Requirement - Among the records below, find each line that includes the string "config" and copy it.
-- Input for this task follows --
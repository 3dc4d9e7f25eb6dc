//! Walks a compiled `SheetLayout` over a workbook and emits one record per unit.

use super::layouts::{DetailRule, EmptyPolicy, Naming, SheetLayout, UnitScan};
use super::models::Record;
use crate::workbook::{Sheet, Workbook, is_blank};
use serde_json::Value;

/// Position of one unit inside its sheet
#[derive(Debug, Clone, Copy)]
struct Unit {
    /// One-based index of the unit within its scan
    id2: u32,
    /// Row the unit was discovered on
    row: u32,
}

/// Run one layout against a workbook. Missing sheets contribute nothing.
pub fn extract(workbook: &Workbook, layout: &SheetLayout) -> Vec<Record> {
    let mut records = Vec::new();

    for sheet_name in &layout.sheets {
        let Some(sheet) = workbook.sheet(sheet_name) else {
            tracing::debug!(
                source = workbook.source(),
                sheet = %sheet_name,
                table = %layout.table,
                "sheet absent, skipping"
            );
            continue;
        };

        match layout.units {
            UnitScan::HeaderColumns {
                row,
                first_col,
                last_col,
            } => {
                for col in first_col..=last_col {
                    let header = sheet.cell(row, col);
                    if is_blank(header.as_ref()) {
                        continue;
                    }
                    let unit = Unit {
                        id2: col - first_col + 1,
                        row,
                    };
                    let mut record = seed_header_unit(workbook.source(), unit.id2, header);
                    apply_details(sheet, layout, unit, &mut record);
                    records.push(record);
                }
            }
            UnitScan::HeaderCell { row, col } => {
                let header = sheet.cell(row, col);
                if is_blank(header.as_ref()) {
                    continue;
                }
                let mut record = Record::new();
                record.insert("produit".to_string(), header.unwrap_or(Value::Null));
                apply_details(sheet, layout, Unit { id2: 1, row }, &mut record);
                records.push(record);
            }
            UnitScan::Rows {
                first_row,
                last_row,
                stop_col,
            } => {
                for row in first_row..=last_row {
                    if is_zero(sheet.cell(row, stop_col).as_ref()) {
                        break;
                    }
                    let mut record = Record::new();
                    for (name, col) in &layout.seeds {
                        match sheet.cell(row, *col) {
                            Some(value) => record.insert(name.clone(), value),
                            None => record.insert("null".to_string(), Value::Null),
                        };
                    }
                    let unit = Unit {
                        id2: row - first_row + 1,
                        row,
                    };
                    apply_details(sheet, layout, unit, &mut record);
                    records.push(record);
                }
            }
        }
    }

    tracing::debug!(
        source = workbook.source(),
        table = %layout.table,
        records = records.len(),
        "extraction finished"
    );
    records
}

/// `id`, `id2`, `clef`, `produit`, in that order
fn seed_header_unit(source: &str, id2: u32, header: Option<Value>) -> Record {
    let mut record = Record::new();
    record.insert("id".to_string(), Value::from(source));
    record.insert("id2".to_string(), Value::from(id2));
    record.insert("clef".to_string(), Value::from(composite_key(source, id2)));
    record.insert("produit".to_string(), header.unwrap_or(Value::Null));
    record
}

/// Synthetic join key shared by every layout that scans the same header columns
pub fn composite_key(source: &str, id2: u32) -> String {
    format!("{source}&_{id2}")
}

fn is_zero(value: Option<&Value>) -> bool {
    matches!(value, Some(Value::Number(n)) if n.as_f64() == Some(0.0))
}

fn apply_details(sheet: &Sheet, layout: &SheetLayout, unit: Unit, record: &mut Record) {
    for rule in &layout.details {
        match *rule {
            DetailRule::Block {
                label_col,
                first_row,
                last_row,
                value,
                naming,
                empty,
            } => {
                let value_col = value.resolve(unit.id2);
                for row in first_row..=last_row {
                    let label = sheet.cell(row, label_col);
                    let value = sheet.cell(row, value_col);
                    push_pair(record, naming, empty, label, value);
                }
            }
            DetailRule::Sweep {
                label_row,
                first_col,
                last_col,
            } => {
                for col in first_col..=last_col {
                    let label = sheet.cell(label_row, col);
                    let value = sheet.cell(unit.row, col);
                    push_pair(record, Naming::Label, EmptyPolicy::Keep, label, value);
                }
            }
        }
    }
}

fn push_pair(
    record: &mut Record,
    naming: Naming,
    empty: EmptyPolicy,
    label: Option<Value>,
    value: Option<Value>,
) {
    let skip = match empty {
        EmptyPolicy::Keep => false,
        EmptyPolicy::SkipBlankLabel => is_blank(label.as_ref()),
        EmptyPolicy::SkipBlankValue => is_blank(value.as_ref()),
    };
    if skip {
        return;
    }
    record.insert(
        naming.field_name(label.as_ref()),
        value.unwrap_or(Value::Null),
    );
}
-- Input for this task concluded --
-- Input for this task follows --
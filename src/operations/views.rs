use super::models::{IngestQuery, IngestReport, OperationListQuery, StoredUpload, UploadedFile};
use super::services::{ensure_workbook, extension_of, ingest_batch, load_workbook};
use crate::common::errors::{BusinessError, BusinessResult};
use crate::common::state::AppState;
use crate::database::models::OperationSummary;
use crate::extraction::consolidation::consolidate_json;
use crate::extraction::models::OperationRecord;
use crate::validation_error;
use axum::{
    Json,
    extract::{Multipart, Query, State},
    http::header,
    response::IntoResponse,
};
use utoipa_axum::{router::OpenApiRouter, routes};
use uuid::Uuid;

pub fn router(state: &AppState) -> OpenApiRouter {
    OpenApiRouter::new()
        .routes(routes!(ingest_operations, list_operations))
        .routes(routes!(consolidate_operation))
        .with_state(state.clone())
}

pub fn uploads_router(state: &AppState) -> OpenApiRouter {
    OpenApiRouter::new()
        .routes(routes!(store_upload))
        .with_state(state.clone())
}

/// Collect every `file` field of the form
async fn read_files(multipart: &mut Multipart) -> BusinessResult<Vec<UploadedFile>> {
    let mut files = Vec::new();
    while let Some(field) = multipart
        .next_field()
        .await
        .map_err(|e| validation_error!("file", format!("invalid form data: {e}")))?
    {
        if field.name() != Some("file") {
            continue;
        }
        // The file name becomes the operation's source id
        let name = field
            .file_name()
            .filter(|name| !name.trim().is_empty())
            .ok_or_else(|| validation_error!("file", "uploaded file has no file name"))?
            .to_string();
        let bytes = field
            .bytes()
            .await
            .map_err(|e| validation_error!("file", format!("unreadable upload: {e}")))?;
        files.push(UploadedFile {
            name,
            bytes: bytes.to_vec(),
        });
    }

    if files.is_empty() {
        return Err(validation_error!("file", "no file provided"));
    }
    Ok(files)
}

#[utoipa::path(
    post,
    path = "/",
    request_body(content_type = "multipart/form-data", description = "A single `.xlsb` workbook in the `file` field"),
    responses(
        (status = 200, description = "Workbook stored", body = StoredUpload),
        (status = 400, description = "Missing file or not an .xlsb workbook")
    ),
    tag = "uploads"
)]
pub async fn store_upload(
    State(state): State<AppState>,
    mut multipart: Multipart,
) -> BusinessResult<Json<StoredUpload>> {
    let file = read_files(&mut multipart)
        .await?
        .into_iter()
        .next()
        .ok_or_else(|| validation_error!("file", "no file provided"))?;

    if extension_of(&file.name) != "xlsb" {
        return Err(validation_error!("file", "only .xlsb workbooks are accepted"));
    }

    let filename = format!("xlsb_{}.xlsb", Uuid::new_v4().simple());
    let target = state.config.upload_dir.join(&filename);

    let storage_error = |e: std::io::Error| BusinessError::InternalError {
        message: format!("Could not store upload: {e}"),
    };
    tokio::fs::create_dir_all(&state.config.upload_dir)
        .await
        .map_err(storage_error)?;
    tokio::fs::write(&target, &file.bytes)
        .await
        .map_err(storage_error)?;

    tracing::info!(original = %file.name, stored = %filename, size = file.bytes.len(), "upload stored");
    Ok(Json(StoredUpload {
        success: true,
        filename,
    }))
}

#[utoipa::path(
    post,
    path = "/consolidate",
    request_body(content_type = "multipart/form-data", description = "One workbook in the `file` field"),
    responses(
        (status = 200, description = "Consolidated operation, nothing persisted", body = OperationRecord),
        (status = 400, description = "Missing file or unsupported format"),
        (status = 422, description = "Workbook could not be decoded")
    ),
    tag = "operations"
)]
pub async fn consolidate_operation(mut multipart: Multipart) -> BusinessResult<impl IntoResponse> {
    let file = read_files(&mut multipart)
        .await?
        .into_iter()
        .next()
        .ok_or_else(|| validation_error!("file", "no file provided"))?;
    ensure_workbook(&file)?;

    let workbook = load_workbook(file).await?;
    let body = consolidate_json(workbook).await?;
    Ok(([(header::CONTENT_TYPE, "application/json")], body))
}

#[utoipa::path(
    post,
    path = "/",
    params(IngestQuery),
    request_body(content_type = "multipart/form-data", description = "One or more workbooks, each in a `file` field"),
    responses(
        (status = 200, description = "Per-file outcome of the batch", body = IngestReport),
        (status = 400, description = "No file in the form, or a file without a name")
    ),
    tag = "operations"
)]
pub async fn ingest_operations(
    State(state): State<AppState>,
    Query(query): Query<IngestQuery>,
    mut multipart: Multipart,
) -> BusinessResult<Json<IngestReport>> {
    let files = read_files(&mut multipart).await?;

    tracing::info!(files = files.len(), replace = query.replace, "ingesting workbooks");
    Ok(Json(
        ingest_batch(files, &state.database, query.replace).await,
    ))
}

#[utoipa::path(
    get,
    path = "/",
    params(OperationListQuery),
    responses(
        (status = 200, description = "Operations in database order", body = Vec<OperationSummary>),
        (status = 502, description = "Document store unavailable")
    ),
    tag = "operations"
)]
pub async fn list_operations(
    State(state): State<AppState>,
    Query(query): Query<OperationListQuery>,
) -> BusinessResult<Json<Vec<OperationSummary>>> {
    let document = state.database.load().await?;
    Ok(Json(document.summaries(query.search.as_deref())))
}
-- Input for this task concluded --
-- Input for this task follows --
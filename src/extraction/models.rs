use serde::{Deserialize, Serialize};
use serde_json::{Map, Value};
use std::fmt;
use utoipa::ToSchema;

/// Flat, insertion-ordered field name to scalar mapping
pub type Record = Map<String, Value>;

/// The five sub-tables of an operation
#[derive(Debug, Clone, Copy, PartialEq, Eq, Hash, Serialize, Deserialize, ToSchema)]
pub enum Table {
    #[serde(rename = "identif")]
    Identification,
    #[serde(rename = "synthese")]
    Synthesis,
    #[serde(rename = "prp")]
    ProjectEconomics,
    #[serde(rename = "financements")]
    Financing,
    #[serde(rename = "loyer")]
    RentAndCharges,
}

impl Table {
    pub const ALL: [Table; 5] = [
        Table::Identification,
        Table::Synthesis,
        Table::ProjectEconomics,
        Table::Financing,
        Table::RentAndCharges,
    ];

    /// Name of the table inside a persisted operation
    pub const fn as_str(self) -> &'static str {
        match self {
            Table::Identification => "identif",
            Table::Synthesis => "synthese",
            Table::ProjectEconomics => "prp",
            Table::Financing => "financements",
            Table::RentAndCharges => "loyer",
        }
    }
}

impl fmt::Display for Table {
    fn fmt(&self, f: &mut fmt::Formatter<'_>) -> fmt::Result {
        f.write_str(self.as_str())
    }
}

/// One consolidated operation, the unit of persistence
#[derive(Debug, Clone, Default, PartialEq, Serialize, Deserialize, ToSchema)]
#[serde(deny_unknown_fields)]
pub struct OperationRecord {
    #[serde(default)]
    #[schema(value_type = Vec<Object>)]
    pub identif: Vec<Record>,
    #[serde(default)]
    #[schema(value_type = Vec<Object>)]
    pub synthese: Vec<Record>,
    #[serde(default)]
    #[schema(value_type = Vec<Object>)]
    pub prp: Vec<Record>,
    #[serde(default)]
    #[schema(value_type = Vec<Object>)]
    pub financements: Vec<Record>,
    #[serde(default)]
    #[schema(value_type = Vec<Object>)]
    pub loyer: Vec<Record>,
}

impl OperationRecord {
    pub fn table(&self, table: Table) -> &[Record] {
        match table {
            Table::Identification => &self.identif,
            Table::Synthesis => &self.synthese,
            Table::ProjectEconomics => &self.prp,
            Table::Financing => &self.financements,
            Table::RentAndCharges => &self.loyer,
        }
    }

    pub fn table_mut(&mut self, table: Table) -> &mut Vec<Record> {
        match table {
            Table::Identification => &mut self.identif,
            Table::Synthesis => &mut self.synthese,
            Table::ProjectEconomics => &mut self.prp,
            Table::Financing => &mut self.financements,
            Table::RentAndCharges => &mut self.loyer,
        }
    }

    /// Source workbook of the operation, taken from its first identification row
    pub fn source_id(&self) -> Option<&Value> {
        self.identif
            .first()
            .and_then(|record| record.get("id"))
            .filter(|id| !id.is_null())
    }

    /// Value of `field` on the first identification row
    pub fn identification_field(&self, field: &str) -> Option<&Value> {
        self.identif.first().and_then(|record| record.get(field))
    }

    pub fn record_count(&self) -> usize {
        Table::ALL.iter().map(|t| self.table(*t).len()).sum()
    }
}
-- Input for this task concluded --
Task output -
    let target = state.config.upload_dir.join(&filename);
    tokio::fs::create_dir_all(&state.config.upload_dir)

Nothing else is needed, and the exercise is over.